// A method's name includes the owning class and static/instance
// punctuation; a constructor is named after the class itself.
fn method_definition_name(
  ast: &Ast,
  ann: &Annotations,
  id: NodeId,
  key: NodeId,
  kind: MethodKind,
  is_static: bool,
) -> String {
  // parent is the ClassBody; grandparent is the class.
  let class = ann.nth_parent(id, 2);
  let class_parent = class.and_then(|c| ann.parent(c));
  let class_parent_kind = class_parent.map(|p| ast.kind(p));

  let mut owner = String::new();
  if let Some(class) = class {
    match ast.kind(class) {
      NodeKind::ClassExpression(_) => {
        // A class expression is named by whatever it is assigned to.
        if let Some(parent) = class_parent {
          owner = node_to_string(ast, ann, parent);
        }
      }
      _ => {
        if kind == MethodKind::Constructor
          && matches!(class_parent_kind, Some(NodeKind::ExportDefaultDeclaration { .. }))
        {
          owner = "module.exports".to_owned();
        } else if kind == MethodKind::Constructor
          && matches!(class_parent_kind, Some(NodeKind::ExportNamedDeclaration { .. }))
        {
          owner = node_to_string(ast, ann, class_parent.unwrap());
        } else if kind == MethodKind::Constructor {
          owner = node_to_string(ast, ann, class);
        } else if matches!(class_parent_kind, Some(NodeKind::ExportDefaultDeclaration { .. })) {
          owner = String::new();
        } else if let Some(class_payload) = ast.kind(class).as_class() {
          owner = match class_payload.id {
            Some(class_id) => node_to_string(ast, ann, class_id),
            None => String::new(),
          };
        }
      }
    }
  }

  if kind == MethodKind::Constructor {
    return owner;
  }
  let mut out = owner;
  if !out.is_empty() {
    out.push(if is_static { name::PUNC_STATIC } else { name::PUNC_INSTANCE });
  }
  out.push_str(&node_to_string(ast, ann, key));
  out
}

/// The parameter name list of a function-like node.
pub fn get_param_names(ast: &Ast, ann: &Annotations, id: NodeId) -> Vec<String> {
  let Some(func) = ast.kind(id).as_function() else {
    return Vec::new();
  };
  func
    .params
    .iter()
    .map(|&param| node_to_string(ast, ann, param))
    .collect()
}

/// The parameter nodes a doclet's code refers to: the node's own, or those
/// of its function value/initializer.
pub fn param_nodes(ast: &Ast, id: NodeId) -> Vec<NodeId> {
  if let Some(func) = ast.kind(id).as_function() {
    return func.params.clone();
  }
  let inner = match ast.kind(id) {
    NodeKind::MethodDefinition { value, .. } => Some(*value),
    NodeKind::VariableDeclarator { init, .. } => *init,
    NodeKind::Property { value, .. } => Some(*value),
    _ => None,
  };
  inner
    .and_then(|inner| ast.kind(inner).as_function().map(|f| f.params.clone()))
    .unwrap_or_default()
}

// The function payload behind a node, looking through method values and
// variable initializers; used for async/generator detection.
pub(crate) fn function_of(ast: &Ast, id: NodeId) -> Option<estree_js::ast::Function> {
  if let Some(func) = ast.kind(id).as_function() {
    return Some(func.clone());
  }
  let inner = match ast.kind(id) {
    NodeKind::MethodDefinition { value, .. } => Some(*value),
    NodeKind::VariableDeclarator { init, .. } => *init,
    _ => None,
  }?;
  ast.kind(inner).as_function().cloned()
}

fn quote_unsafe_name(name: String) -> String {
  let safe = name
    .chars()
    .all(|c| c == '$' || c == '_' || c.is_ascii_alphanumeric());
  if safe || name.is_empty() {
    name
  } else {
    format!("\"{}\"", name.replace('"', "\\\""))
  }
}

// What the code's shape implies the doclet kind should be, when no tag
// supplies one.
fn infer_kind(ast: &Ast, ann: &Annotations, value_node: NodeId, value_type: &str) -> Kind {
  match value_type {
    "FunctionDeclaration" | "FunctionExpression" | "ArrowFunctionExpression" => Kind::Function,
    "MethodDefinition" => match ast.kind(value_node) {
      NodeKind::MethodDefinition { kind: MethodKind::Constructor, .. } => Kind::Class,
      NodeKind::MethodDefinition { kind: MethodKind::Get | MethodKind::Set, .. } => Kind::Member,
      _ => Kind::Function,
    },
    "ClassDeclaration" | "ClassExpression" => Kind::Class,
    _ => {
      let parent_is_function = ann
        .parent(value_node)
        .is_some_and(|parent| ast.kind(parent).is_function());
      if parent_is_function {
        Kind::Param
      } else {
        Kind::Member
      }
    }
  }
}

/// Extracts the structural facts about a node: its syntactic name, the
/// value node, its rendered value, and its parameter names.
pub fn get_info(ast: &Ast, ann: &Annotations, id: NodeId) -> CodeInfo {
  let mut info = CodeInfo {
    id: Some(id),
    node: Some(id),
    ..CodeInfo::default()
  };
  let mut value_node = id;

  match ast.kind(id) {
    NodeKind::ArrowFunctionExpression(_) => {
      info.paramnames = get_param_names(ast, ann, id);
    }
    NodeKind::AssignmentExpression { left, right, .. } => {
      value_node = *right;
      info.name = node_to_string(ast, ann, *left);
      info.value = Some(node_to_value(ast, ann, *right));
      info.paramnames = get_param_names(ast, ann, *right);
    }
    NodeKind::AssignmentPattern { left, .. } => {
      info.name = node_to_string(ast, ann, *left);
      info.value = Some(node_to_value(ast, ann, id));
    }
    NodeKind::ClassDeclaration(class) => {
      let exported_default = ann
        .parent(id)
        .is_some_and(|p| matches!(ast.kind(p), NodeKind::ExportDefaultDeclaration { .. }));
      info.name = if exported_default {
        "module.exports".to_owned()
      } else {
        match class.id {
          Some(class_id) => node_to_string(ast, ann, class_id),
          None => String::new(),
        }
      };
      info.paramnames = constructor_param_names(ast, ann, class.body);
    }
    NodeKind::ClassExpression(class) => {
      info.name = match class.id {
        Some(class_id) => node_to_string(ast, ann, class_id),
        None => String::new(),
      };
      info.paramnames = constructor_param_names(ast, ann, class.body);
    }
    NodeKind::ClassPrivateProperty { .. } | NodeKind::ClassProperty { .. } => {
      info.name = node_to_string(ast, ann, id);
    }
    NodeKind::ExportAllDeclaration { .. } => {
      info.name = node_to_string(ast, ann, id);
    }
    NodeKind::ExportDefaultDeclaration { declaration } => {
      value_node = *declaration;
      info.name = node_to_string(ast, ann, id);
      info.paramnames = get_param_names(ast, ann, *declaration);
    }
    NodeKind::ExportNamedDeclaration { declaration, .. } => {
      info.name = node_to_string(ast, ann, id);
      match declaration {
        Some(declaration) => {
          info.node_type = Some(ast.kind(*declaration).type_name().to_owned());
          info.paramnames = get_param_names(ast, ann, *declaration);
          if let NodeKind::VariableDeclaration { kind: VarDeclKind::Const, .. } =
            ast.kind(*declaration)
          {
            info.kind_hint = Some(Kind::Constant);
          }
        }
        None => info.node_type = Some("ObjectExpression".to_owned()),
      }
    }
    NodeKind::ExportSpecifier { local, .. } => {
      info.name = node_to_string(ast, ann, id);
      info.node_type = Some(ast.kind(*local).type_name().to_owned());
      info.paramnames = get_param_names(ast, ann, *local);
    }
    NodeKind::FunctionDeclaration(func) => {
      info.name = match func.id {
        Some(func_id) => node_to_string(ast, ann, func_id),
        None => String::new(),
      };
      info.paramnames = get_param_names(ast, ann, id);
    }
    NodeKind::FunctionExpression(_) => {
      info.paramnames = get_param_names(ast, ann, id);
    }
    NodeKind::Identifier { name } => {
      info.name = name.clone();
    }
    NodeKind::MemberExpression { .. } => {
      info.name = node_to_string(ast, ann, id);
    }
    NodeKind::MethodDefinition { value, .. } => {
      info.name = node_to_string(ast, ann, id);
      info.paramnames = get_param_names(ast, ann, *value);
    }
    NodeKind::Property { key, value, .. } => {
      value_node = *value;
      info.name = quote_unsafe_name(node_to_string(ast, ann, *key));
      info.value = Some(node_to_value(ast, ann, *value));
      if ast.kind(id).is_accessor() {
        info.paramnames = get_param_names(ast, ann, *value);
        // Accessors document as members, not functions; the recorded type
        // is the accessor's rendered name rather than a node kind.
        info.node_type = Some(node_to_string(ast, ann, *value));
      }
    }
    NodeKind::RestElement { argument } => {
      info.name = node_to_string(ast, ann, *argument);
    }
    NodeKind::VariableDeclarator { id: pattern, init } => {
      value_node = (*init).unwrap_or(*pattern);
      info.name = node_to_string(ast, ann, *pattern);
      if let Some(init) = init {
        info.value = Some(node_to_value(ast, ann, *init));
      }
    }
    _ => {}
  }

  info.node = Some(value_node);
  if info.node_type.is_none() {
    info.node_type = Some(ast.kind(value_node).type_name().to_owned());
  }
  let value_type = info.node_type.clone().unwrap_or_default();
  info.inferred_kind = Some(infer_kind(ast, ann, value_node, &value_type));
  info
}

==

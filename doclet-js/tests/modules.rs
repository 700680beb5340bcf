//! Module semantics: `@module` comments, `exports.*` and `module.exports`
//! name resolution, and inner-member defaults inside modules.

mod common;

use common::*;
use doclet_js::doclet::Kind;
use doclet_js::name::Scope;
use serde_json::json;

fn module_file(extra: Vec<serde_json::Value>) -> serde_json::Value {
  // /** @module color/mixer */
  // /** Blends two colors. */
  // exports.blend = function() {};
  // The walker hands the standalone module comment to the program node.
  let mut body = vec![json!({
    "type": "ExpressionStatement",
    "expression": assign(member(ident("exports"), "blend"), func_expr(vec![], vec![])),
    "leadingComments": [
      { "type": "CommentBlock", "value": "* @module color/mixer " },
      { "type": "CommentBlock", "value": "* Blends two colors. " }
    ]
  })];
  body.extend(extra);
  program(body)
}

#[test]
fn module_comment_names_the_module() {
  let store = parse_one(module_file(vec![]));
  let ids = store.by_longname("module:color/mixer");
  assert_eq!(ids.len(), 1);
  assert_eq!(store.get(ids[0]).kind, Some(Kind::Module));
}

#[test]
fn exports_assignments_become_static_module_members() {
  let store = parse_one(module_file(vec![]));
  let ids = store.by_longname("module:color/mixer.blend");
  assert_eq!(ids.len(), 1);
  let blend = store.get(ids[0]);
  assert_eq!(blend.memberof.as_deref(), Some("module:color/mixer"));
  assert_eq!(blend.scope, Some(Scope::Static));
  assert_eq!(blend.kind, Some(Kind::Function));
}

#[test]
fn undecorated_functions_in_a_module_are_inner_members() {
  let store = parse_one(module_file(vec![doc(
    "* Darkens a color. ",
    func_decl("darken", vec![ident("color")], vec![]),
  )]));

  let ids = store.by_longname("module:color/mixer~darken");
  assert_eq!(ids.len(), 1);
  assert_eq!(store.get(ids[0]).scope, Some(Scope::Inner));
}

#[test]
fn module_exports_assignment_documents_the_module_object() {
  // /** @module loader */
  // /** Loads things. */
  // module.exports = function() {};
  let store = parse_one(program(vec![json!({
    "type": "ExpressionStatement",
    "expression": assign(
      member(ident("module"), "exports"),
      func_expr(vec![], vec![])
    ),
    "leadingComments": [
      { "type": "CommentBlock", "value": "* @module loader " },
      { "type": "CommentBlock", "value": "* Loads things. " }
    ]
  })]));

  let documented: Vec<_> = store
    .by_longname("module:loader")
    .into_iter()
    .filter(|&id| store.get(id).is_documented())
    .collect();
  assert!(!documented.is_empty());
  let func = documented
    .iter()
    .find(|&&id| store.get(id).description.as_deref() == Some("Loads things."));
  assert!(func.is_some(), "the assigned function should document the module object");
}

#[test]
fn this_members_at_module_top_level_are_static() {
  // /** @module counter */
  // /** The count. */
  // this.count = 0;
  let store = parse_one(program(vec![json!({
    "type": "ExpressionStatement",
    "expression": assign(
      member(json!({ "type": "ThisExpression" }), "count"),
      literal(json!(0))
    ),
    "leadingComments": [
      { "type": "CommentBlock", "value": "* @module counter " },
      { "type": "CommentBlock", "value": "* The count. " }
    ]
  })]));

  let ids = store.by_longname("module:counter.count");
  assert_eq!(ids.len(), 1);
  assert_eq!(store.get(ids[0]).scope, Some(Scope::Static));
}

Exercise details
Set down only the lines above that fall between the line holding "fn module_file(extra: Vec<serde_json::Value>)" and the line holding "Darkens a color.", inclusive, keeping each exact.

Solution to the problem
fn module_file(extra: Vec<serde_json::Value>) -> serde_json::Value {
  // /** @module color/mixer */
  // /** Blends two colors. */
  // exports.blend = function() {};
  // The walker hands the standalone module comment to the program node.
  let mut body = vec![json!({
    "type": "ExpressionStatement",
    "expression": assign(member(ident("exports"), "blend"), func_expr(vec![], vec![])),
    "leadingComments": [
      { "type": "CommentBlock", "value": "* @module color/mixer " },
      { "type": "CommentBlock", "value": "* Blends two colors. " }
    ]
  })];
  body.extend(extra);
  program(body)
}

#[test]
fn module_comment_names_the_module() {
  let store = parse_one(module_file(vec![]));
  let ids = store.by_longname("module:color/mixer");
  assert_eq!(ids.len(), 1);
  assert_eq!(store.get(ids[0]).kind, Some(Kind::Module));
}

#[test]
fn exports_assignments_become_static_module_members() {
  let store = parse_one(module_file(vec![]));
  let ids = store.by_longname("module:color/mixer.blend");
  assert_eq!(ids.len(), 1);
  let blend = store.get(ids[0]);
  assert_eq!(blend.memberof.as_deref(), Some("module:color/mixer"));
  assert_eq!(blend.scope, Some(Scope::Static));
  assert_eq!(blend.kind, Some(Kind::Function));
}

#[test]
fn undecorated_functions_in_a_module_are_inner_members() {
  let store = parse_one(module_file(vec![doc(
    "* Darkens a color. ",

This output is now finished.